Structural preparation and characterization of QMNPs: (A) schematic illustration of the reaction mechanisms for the overall synthesis process of the quercetin-loaded Fe3O4 nanoparticles via A. oryzae, (B) visual characterization of the synthesized QMNPs, (C) the chromatogram of UV spectrophotometry of MNPs (curve 1) and QMNPs (curve 2) mediated by A. oryzae using FeSO4 as a substrate, (D) TEM images of the synthesized MNPs (A) and QMNPs (B) mediated by A. oryzae and FeSO4 as a substrate, magnification (X = 200 000 K for A and X = 100 000 K for B). (E) XRD patterns of the synthesized MNPs (A) and QMNPs (B) mediated by A. orrzae and FeSO4 as a substrate. (F) FTIR analysis of magnetite (Fe3O4) nanoparticles (A), magnetite (Fe3O4)–quercetin with FeSO4 substrate.
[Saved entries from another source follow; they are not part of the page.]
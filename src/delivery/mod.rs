//! Delivery: build the MIME message and submit it through the relay.
//!
//! [`Mailer::deliver`] never fails. Every error is logged and folded into a
//! [`DeliveryResult`] with `status: error`.

pub mod message;
pub mod relay;

pub use message::OutboundEmail;
pub use relay::{RelayConnection, RelayConnector, SmtpRelay, SmtpSettings};

use std::sync::Arc;
use std::time::Duration;

use serde::{Deserialize, Serialize};
use tracing::{error, info};

use crate::error::DeliveryError;

/// Outcome reported to the caller.
#[derive(Debug, Clone, Copy, PartialEq, Eq, Serialize, Deserialize)]
#[serde(rename_all = "lowercase")]
pub enum DeliveryStatus {
    Success,
    Error,
}

/// JSON body returned by the endpoint.
#[derive(Debug, Clone, PartialEq, Eq, Serialize, Deserialize)]
pub struct DeliveryResult {
    pub status: DeliveryStatus,
    pub message: String,
}

impl DeliveryResult {
    pub fn success(message: impl Into<String>) -> Self {
        Self {
            status: DeliveryStatus::Success,
            message: message.into(),
        }
    }

    pub fn error(message: impl Into<String>) -> Self {
        Self {
            status: DeliveryStatus::Error,
            message: message.into(),
        }
    }

    pub fn is_success(&self) -> bool {
        self.status == DeliveryStatus::Success
    }
}

/// Sends cover emails, one fresh relay connection per call.
#[derive(Clone)]
pub struct Mailer {
    relay: Arc<dyn RelayConnector>,
    timeout: Duration,
}

impl Mailer {
    pub fn new(relay: Arc<dyn RelayConnector>, timeout: Duration) -> Self {
        Self { relay, timeout }
    }

    pub async fn deliver(&self, email: OutboundEmail) -> DeliveryResult {
        let recipient = email.to().to_string();
        match self.try_deliver(&email).await {
            Ok(()) => {
                info!(recipient = %recipient, subject = email.subject(), "Email sent");
                DeliveryResult::success(format!("Email sent to {recipient}"))
            }
            Err(e) => {
                error!(recipient = %recipient, error = %e, "Error sending email");
                DeliveryResult::error(e.to_string())
            }
        }
    }

    async fn try_deliver(&self, email: &OutboundEmail) -> Result<(), DeliveryError> {
        let message = email.to_message()?;
        let envelope = message.envelope().clone();
        let raw = message.formatted();
        let relay = Arc::clone(&self.relay);
        let budget = self.timeout;

        // Awaited to completion: the outcome reported is the outcome of the
        // exchange. The budget and the socket timeout bound how long it runs.
        tokio::task::spawn_blocking(move || {
            relay::transmit(relay.as_ref(), &envelope, &raw, budget)
        })
        .await
        .map_err(|e| DeliveryError::Task(e.to_string()))?
    }
}
use opra_mailer::app::build_router;
use opra_mailer::config::AppConfig;
use opra_mailer::routes::SUBMIT_PATH;
use tokio::signal;

#[tokio::main]
async fn main() -> anyhow::Result<()> {
    // Install rustls crypto provider before any TLS usage
    rustls::crypto::ring::default_provider()
        .install_default()
        .expect("Failed to install rustls crypto provider");

    // A .env file is optional
    dotenvy::dotenv().ok();

    // Initialize tracing
    tracing_subscriber::fmt()
        .with_env_filter(
            tracing_subscriber::EnvFilter::try_from_default_env()
                .unwrap_or_else(|_| tracing_subscriber::EnvFilter::new("info")),
        )
        .with_target(false)
        .init();

    let config = AppConfig::from_env().unwrap_or_else(|e| {
        eprintln!("Error: {e}");
        eprintln!("  export SENDER_EMAIL=... APP_PASSWORD=... GEMINI_API_KEY=...");
        std::process::exit(1);
    });

    eprintln!("📨 OPRA Mailer v{}", env!("CARGO_PKG_VERSION"));
    eprintln!("   Draft mode: {}", config.mode);
    match &config.llm {
        Some(llm) => eprintln!("   Model: {:?} / {}", llm.backend, llm.model),
        None => eprintln!("   Model: none (template letters)"),
    }
    eprintln!("   Sender: {}", config.sender);
    eprintln!(
        "   Relay: {}:{} (timeout {}s)",
        config.smtp.host,
        config.smtp.port,
        config.smtp.timeout.as_secs()
    );
    eprintln!("   Endpoint: http://0.0.0.0:{}{}\n", config.port, SUBMIT_PATH);

    let app = build_router(&config)?;

    let listener = tokio::net::TcpListener::bind(format!("0.0.0.0:{}", config.port)).await?;
    tracing::info!(port = config.port, "OPRA mailer listening");

    axum::serve(listener, app)
        .with_graceful_shutdown(shutdown_signal())
        .await?;

    tracing::info!("Server shutdown complete");

    Ok(())
}

/// Resolve on Ctrl+C or SIGTERM.
async fn shutdown_signal() {
    let ctrl_c = async {
        if let Err(e) = signal::ctrl_c().await {
            tracing::error!("Failed to install Ctrl+C handler: {}", e);
        }
    };

    #[cfg(unix)]
    let terminate = async {
        match signal::unix::signal(signal::unix::SignalKind::terminate()) {
            Ok(mut sig) => {
                sig.recv().await;
            }
            Err(e) => {
                tracing::error!("Failed to install SIGTERM handler: {}", e);
                std::future::pending::<()>().await;
            }
        }
    };

    #[cfg(not(unix))]
    let terminate = std::future::pending::<()>();

    tokio::select! {
        _ = ctrl_c => {},
        _ = terminate => {},
    }

    tracing::info!("Shutdown signal received");
}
FTIR indicates Fourier transform infrared; MNP, magnetite nanoparticles; QMNP, quercetin magnetite nanoparticles; TEM, transmission electron microscope; UV, ultraviolet; XRD, X-ray diffraction.

Figure 3.

(A) Dose-dependent cytotoxicity and IC50 values of QMNPs on MCF-7, Hep-G2, and A-549 cell lines at 24 h treatment. (B) Estimation of the optimal radiotherapy dose on MCF-7 cell line. (C) Radiosensitization effect of QMNPs on MCF-7 cell line using; MCF-7 cells treated with 11 nmol/mL QMNPs for 24 h prior to exposure to 6 Gy γ-ray. (D) Effect of QMNPs and/or RT on cell cycle distribution. Values expressed as the mean ± SEM, n = 5. QMNP indicates quercetin magnetite nanoparticles; RT, radiotherapy; SEM, mean ± standard error. ^a1P < .001, ^a2P < .01 vs control; ^b1P < .001, ^b2P < .01, ^b3P < .05 vs RT group (4 Gy) and RT (6 Gy); ^c3P < .05 vs QMNPs group.

Figure 4.

QMNPs effect on vital indices: (A) hematological indices, (B) hepatic, renal markers, and antioxidants/oxidative markers. Values expressed as the mean ± SEM, n = 5. ALB indicates albumin; ALT, alanine aminotransferase; AST, aspartate aminotransferase; CAT, catalase; GSH, glutathione; MDA, malondialdehyde; PLT indicates platelets; QMNP, quercetin magnetite nanoparticles; RBC, red blood cells; SEM, mean ± standard error; SOD, superoxide dismutase; WBC, white blood cells. ^a3P < .05 vs control.

Figure 5.

QMNPs and/or RT effect on morphological and histopathological indices. (Control rat) showing normal mammary acini (arrow) embedded in the surrounding adipose tissue. (Tumor rat) showing many empty spaces (arrow) in the cribriform adenocarcinoma, the top left image is showing adenocarcinoma, notice the multiple spaces within the solid masses of the tumor some are empty and others contained pink proteinaceous secretion (arrow). (RT rat showing large eosinophilic granular areas of cancer cells’ necrosis [GN] among the tumor masses.). (QMNPs rat) showing marked necrosis of the cancer cells with its transformation into hyalinized eosinophilic material (arrow) as well as many pyknotic nuclei. QMNPs + RT rat showing necrosis and beginning of fibrous bands (arrow) among the cancer cell groups. Tumor size was measured using a standard caliber, in length and width, and the tumor was weighed upon excision it of all treated and untreated tumor-bearing rats. Number of animals (5 per group). QMNP indicates quercetin magnetite nanoparticles; RT, radiotherapy.

Figure 6.

QMNPs and/or RT effect on cell cycle, apoptosis, CD4 and CD8: (A) cell cycle analysis, (B) Bcl-2 and caspase-3 expression, (C) CD4 expression, and (D) CD8 expression. Values expressed as the mean ± SEM, n = 5. QMNP indicates quercetin magnetite nanoparticles; RT, radiotherapy; SEM, mean ± standard error. ^a1P < .001, ^a2P < .01, ^a3P < .05 vs control; ^b1P < .001, ^b2P < .01 vs tumor group; ^c1P < .001, ^c2P < .01, ^c3P < .05 vs RT group; ^d2P < .01, ^d3P < .05 vs QMNPs group.

Figure 7.

Summary of QMNPs and local radiotherapy (LRT) effect in breast cancer: in vitro and in vivo. MNU indicates 1-methyl-1-nitrosourea; QMNP, quercetin magnetite nanoparticles; RT, radiotherapy.